Wencel Design looks into the dairy market from the outside to determine what consumers are truly looking for and which packaging strategy will directly translate into improved sales. There is a highly rational, scientific approach behind the graphic design and execution of the best product packaging, and not all dairies possess the internal knowledge to employ this approach. Branding is closely tied to reputation, and in the dairy industry, reputation is everything. Your packaging should reflect that viewpoint. Don’t be afraid to seek outside help when your dairy decides to redesign. The experience and knowledge of career dairy package designers is essential to the production of valuable packaging and crucial to protecting your brand’s reputation.

Additionally, dairies need to work more closely with packaging container supply companies to improve their packaging. In the last 40 years, there has not been a great deal of innovation on the container/supply side of the packaging equation.
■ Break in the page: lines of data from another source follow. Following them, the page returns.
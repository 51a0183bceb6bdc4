use std::fmt;

/// ANSI colors
const RESET: &str = "\x1b[0m";
const BOLD: &str = "\x1b[1m";

const FG_BLUE: &str = "\x1b[34m";
const FG_GREEN: &str = "\x1b[32m";
const FG_YELLOW: &str = "\x1b[33m";
const FG_RED: &str = "\x1b[31m";

/// Icons
const ICON_INFO: &str = "ℹ️";
const ICON_OK: &str = "✅";
const ICON_WARN: &str = "⚠️";
const ICON_ERR: &str = "❌";

fn tagged<T: fmt::Display>(color: &str, icon: &str, msg: T) -> String {
    format!("{}{}{} {}{}", color, BOLD, icon, RESET, msg)
}

pub fn info<T: fmt::Display>(msg: T) -> String {
    tagged(FG_BLUE, ICON_INFO, msg)
}

pub fn success<T: fmt::Display>(msg: T) -> String {
    tagged(FG_GREEN, ICON_OK, msg)
}

pub fn warning<T: fmt::Display>(msg: T) -> String {
    tagged(FG_YELLOW, ICON_WARN, msg)
}

pub fn error<T: fmt::Display>(msg: T) -> String {
    tagged(FG_RED, ICON_ERR, msg)
}

/// Formatted section header
pub fn header<T: fmt::Display>(msg: T) -> String {
    format!("{}{}=========== {}{}", FG_BLUE, BOLD, msg, RESET)
}
use rusqlite::{Connection, OptionalExtension, Result};

/// Create the `entries` table and its indexes if missing.
fn ensure_entries_table(conn: &Connection) -> Result<()> {
    conn.execute_batch(
        r#"
        CREATE TABLE IF NOT EXISTS entries (
            id             INTEGER PRIMARY KEY AUTOINCREMENT,
            employee_name  TEXT NOT NULL CHECK(length(employee_name) BETWEEN 1 AND 100),
            task_name      TEXT NOT NULL CHECK(length(task_name) > 0),
            task_time      INTEGER NOT NULL CHECK(task_time >= 0),
            task_date      TEXT NOT NULL,
            notes          TEXT NOT NULL DEFAULT '',
            created_at     TEXT NOT NULL
        );

        CREATE INDEX IF NOT EXISTS idx_entries_date ON entries(task_date);
        CREATE INDEX IF NOT EXISTS idx_entries_employee ON entries(employee_name);
        "#,
    )?;
    Ok(())
}

/// Ensure that the `log` table exists.
fn ensure_log_table(conn: &Connection) -> Result<()> {
    conn.execute_batch(
        r#"
        CREATE TABLE IF NOT EXISTS log (
            id        INTEGER PRIMARY KEY AUTOINCREMENT,
            date      TEXT NOT NULL,
            operation TEXT NOT NULL,
            target    TEXT DEFAULT '',
            message   TEXT NOT NULL
        );
        "#,
    )?;
    Ok(())
}

/// Initialize the database schema. Safe to call on every start.
pub fn init_db(conn: &Connection) -> Result<()> {
    ensure_entries_table(conn)?;
    ensure_log_table(conn)?;
    Ok(())
}

/// Check if a table with the given name exists.
pub fn table_exists(conn: &Connection, name: &str) -> Result<bool> {
    let mut stmt = conn.prepare("SELECT name FROM sqlite_master WHERE type='table' AND name=?1")?;
    let exists: Option<String> = stmt.query_row([name], |row| row.get(0)).optional()?;
    Ok(exists.is_some())
}
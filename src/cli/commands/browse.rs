use crate::cli::menu::{Browse, State};
use crate::cli::session::{INVALID_CHOICE, Session};
use crate::errors::{AppError, AppResult};
use crate::utils::formatting::render_entry;
use std::io::{BufRead, Write};

const LEGEND: [(&str, &str); 5] = [
    ("n", "next entry"),
    ("p", "previous entry"),
    ("e", "edit entry"),
    ("d", "delete entry"),
    ("q", "return to main menu"),
];

/// Show the current result and act on the chosen key.
pub fn handle<R: BufRead, W: Write>(s: &mut Session<R, W>, mut b: Browse) -> AppResult<State> {
    s.console.clear()?;

    let Some(entry) = b.current() else {
        s.flash_info("No more results.");
        return Ok(State::MainMenu);
    };
    let rendered = render_entry(entry, b.index + 1, b.results.len(), s.console.separator());
    s.console.write(rendered)?;
    for (key, label) in LEGEND {
        s.console.write_line(format!("{}) {}", key, label))?;
    }

    let choice = s.console.choice("\n> ")?;
    let next = match choice.as_str() {
        "n" => {
            if b.index + 1 < b.results.len() {
                b.index += 1;
                State::Browsing(b)
            } else {
                s.flash_info("That was the last result.");
                State::MainMenu
            }
        }
        "p" => {
            if b.index > 0 {
                b.index -= 1;
            } else {
                s.flash_info("This is the first result.");
            }
            State::Browsing(b)
        }
        "e" => State::Editing(b),
        "d" => delete_current(s, b)?,
        "q" => State::MainMenu,
        _ => {
            s.flash_error(INVALID_CHOICE);
            State::Browsing(b)
        }
    };
    Ok(next)
}

/// Confirm, then delete the entry under the cursor.
fn delete_current<R: BufRead, W: Write>(s: &mut Session<R, W>, b: Browse) -> AppResult<State> {
    let Some(entry) = b.current().cloned() else {
        return Ok(State::MainMenu);
    };

    if !s.console.confirm("Are you sure you want to delete this entry?")? {
        s.flash_info("Entry kept.");
        return Ok(State::Browsing(b));
    }

    match s.store.delete(entry.id) {
        Ok(()) => {
            s.audit(
                "del",
                &format!("entry #{}", entry.id),
                &format!("Deleted '{}' by {}", entry.task_name, entry.employee_name),
            );
            s.flash_success("Entry deleted!");
        }
        Err(e @ AppError::NotFound(_)) => {
            s.flash_info(format!("{}; it was already removed.", e));
        }
        Err(e) => return Err(e),
    }

    Ok(match b.remove_current() {
        Some(rest) => State::Browsing(rest),
        None => State::MainMenu,
    })
}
For instance, perhaps the largest design change for the traditional milk carton is the addition of a simple plastic screw-top cap. These changes seem small and inconsequential when compared to other industries, which have grown quite creative with their container design.

Finally, do not wait to redesign until the FDA makes its final regulatory changes on ingredients and packaging requirements. As the old saying goes, “If you snooze, you lose.” Dairies are losing their value quickly, sales are dropping and the competition is growing increasingly aggressive.

Dairy branding needs to be updated to adapt to a rapidly changing consumer base and quickly evolving trends of the marketplace. To squash its competitors in the growing milk alternative sector, dairies need to offer the same new, exciting feeling that consumers get from those alternatives. The idea that package design can last for eight to 10 years is swiftly becoming history. Some smaller dairy brands redesign new packaging every four to five years to keep pace with the market.

 Give your consumers new images and current information on all branded packaging every time you redesign, and help put innovation and excitement back in dairy’s DNA.